/jun 27, 2024

Polyfill Supply Chain Attack: What It Is and How to Know If You’re Affected

By Michael Kucek

Here’s what you need to know about the progression of the Polyfill supply chain attack and how to respond. 

Overview of Polyfill Supply Chain Attack 

On June 25th, 2024, researchers at Sansec disclosed a supply chain attack affecting the polyfill.io content delivery network domain. This domain distributes the open-source polyfill.js library, which increases the compatible feature set of older browsers. In February 2024, the Chinese company Funnull acquired the polyfill.io domain. Sometime after that, the polyfill.io CDN began distributing malicious code in the Polyfill library. This added code redirects users to potentially harmful scam sites and is designed to activate selectively to avoid detection. 

On June 27th, Sansec updated the disclosure and said: “Cloudflare has implemented real-time rewrites of cdn.polyfill.io to their own version. A little later, Namecheap has put the domain on hold altogether, which eliminates the risk for now. However, you are still recommended to remove any polyfill.io references in your code.” 

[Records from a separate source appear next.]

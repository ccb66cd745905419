use super::{dollar_path, value, Dialect, PathSegment, ValueType};

use quill_core::{
    driver::Capability,
    schema::{BuiltinType, Provider},
    stmt::{self, CastType, Expr},
    Result, Value,
};

/// MySQL has native JSON but no arrays; scalar lists live in JSON columns.
#[derive(Debug, Default)]
pub struct MySql;

impl Dialect for MySql {
    fn provider(&self) -> Provider {
        Provider::Mysql
    }

    fn capability(&self) -> &'static Capability {
        &Capability::MYSQL
    }

    fn transform_input(&self, input: &Value, ty: &ValueType<'_>) -> Result<stmt::Value> {
        Ok(match value::input(input, ty)? {
            list @ stmt::Value::List(_) => value::list_to_json(list),
            other => other,
        })
    }

    fn json_embed(&self, expr: Expr, ty: &ValueType<'_>) -> Expr {
        if ty.array || ty.is_json() {
            return expr;
        }

        match ty.as_builtin() {
            Some(BuiltinType::Bytes) => Expr::func("HEX", vec![expr]),
            Some(BuiltinType::Decimal) => Expr::cast(expr, CastType::Text),
            _ => expr,
        }
    }

    fn empty_json_array(&self) -> Expr {
        Expr::func("JSON_ARRAY", vec![])
    }

    fn json_get(&self, expr: Expr, path: &[PathSegment]) -> Expr {
        if path.is_empty() {
            return expr;
        }
        let path = dollar_path(path, Provider::Mysql);
        Expr::func("JSON_EXTRACT", vec![expr, Expr::value(path)])
    }

    fn json_get_text(&self, expr: Expr, path: &[PathSegment]) -> Expr {
        let path = dollar_path(path, Provider::Mysql);
        Expr::func(
            "JSON_UNQUOTE",
            vec![Expr::func("JSON_EXTRACT", vec![expr, Expr::value(path)])],
        )
    }

    fn json_array_contains(
        &self,
        expr: Expr,
        path: &[PathSegment],
        values: &[serde_json::Value],
    ) -> Expr {
        let candidate = stmt::Value::Json(serde_json::Value::Array(values.to_vec()));
        Expr::func(
            "JSON_CONTAINS",
            vec![
                self.json_get(expr, path),
                Expr::cast(Expr::value(candidate), CastType::Json),
            ],
        )
    }

    fn array_push(&self, column: Expr, values: Vec<stmt::Value>) -> Result<Expr> {
        let mut args = vec![Expr::coalesce(vec![column, self.empty_json_array()])];
        for value in values {
            let value = match value {
                json @ stmt::Value::Json(_) => Expr::cast(Expr::value(json), CastType::Json),
                value => Expr::value(value),
            };
            args.push(Expr::value("$"));
            args.push(value);
        }
        Ok(Expr::func("JSON_ARRAY_APPEND", args))
    }
}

How to Know If You’re Affected by the Polyfill Supply Chain Attack 

If your sites or applications use the polyfill library from the polyfill.io CDN instead of a self-hosted polyfill service or the Cloudflare or Fastly alternatives, you may be affected. A quick baseline check you can do is to search your code bases for the references to the domain polyfill.io.  

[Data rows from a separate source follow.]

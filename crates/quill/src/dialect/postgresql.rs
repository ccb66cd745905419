use super::{value, ArrayOp, Dialect, PathSegment, ValueType};

use quill_core::{
    driver::Capability,
    schema::{BuiltinType, Provider},
    stmt::{self, BinaryOp, CastType, Expr},
    Result, Value,
};

#[derive(Debug, Default)]
pub struct PostgreSql;

impl PostgreSql {
    /// Paths are bound as a `text[]` parameter for `#>` / `#>>`.
    fn path_param(path: &[PathSegment]) -> Expr {
        let segments = path
            .iter()
            .map(|segment| match segment {
                PathSegment::Key(key) => stmt::Value::String(key.clone()),
                PathSegment::Index(index) => stmt::Value::String(index.to_string()),
            })
            .collect();
        Expr::cast(Expr::value(stmt::Value::List(segments)), CastType::TextArray)
    }
}

impl Dialect for PostgreSql {
    fn provider(&self) -> Provider {
        Provider::Postgresql
    }

    fn capability(&self) -> &'static Capability {
        &Capability::POSTGRESQL
    }

    fn transform_input(&self, input: &Value, ty: &ValueType<'_>) -> Result<stmt::Value> {
        value::input(input, ty)
    }

    fn json_embed(&self, expr: Expr, ty: &ValueType<'_>) -> Expr {
        if ty.array || ty.is_json() {
            return expr;
        }

        match ty.as_builtin() {
            Some(BuiltinType::Bytes) => {
                Expr::func("encode", vec![expr, Expr::value("hex")])
            }
            // Keep full precision; JSON numbers would round through f64
            Some(BuiltinType::Decimal) => Expr::cast(expr, CastType::Text),
            _ => expr,
        }
    }

    fn empty_json_array(&self) -> Expr {
        Expr::func("jsonb_build_array", vec![])
    }

    fn json_get(&self, expr: Expr, path: &[PathSegment]) -> Expr {
        if path.is_empty() {
            return expr;
        }
        Expr::binary(expr, BinaryOp::JsonPath, Self::path_param(path))
    }

    fn json_get_text(&self, expr: Expr, path: &[PathSegment]) -> Expr {
        Expr::binary(expr, BinaryOp::JsonPathText, Self::path_param(path))
    }

    fn json_array_contains(
        &self,
        expr: Expr,
        path: &[PathSegment],
        values: &[serde_json::Value],
    ) -> Expr {
        let candidate = stmt::Value::Json(serde_json::Value::Array(values.to_vec()));
        Expr::binary(
            self.json_get(expr, path),
            BinaryOp::Contains,
            Expr::cast(Expr::value(candidate), CastType::Json),
        )
    }

    fn array_filter(&self, column: Expr, op: ArrayOp, values: stmt::Value) -> Result<Expr> {
        Ok(match op {
            ArrayOp::Has => Expr::binary(
                column,
                BinaryOp::Contains,
                Expr::value(stmt::Value::List(vec![values])),
            ),
            ArrayOp::HasEvery => Expr::binary(column, BinaryOp::Contains, Expr::value(values)),
            ArrayOp::HasSome => Expr::binary(column, BinaryOp::Overlaps, Expr::value(values)),
        })
    }

    fn array_is_empty(&self, column: Expr, empty: bool) -> Result<Expr> {
        let cardinality = Expr::func("cardinality", vec![column]);
        Ok(if empty {
            Expr::eq(cardinality, Expr::value(0))
        } else {
            Expr::gt(cardinality, Expr::value(0))
        })
    }

    fn array_push(&self, column: Expr, values: Vec<stmt::Value>) -> Result<Expr> {
        Ok(Expr::func(
            "array_cat",
            vec![column, Expr::value(stmt::Value::List(values))],
        ))
    }
}

#[cfg(test)]
mod tests {
    use super::*;

    #[test]
    fn lists_stay_native() {
        let ty = ValueType {
            array: true,
            ..ValueType::builtin(BuiltinType::Int)
        };
        let input = Value::List(vec![Value::Int(1), Value::Int(2)]);
        assert_eq!(
            PostgreSql.transform_input(&input, &ty).unwrap(),
            stmt::Value::List(vec![stmt::Value::I64(1), stmt::Value::I64(2)])
        );
    }

    #[test]
    fn has_wraps_the_element() {
        let column = Expr::column("Post", "tags");
        let expr = PostgreSql
            .array_filter(column.clone(), ArrayOp::Has, stmt::Value::from("rust"))
            .unwrap();
        assert_eq!(
            expr,
            Expr::binary(
                column,
                BinaryOp::Contains,
                Expr::value(stmt::Value::List(vec!["rust".into()]))
            )
        );
    }
}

The Veracode Vulnerability Database was updated to include the first documented NIST NVD of CVE-2024-38526. This vulnerability will be found in a Veracode Software Composition Analysis (SCA) scan wherever it is in your workflow—the CLI, the pipeline, or your IDE. This initial CVE is for one library that uses Polyfill, and we face a likelihood that in the coming days additional CVEs will be published for other libraries that include references to polyfill.io. 

Given the way this attack has been implemented, a combination of SCA and Dynamic Analysis will be the most effective way to detect any vulnerabilities related to Polyfill. Veracode Dynamic Analysis and DAST Essentials can test whether your web application sends requests to polyfill.io and if your data is at risk. 

Next Steps 

Veracode Researchers continue to analyze the polyfill domain, and the Veracode Vulnerability Database will be updated as more affected open-source libraries are discovered and documented in CVEs, providing you with ongoing support and reassurance. 

To learn about supply chain security beyond the NVD, check out our recent blog, Veracode Customers Shielded from NVD Disruptions

You can get a free trial of DAST Essentials here to help protect your software supply chain.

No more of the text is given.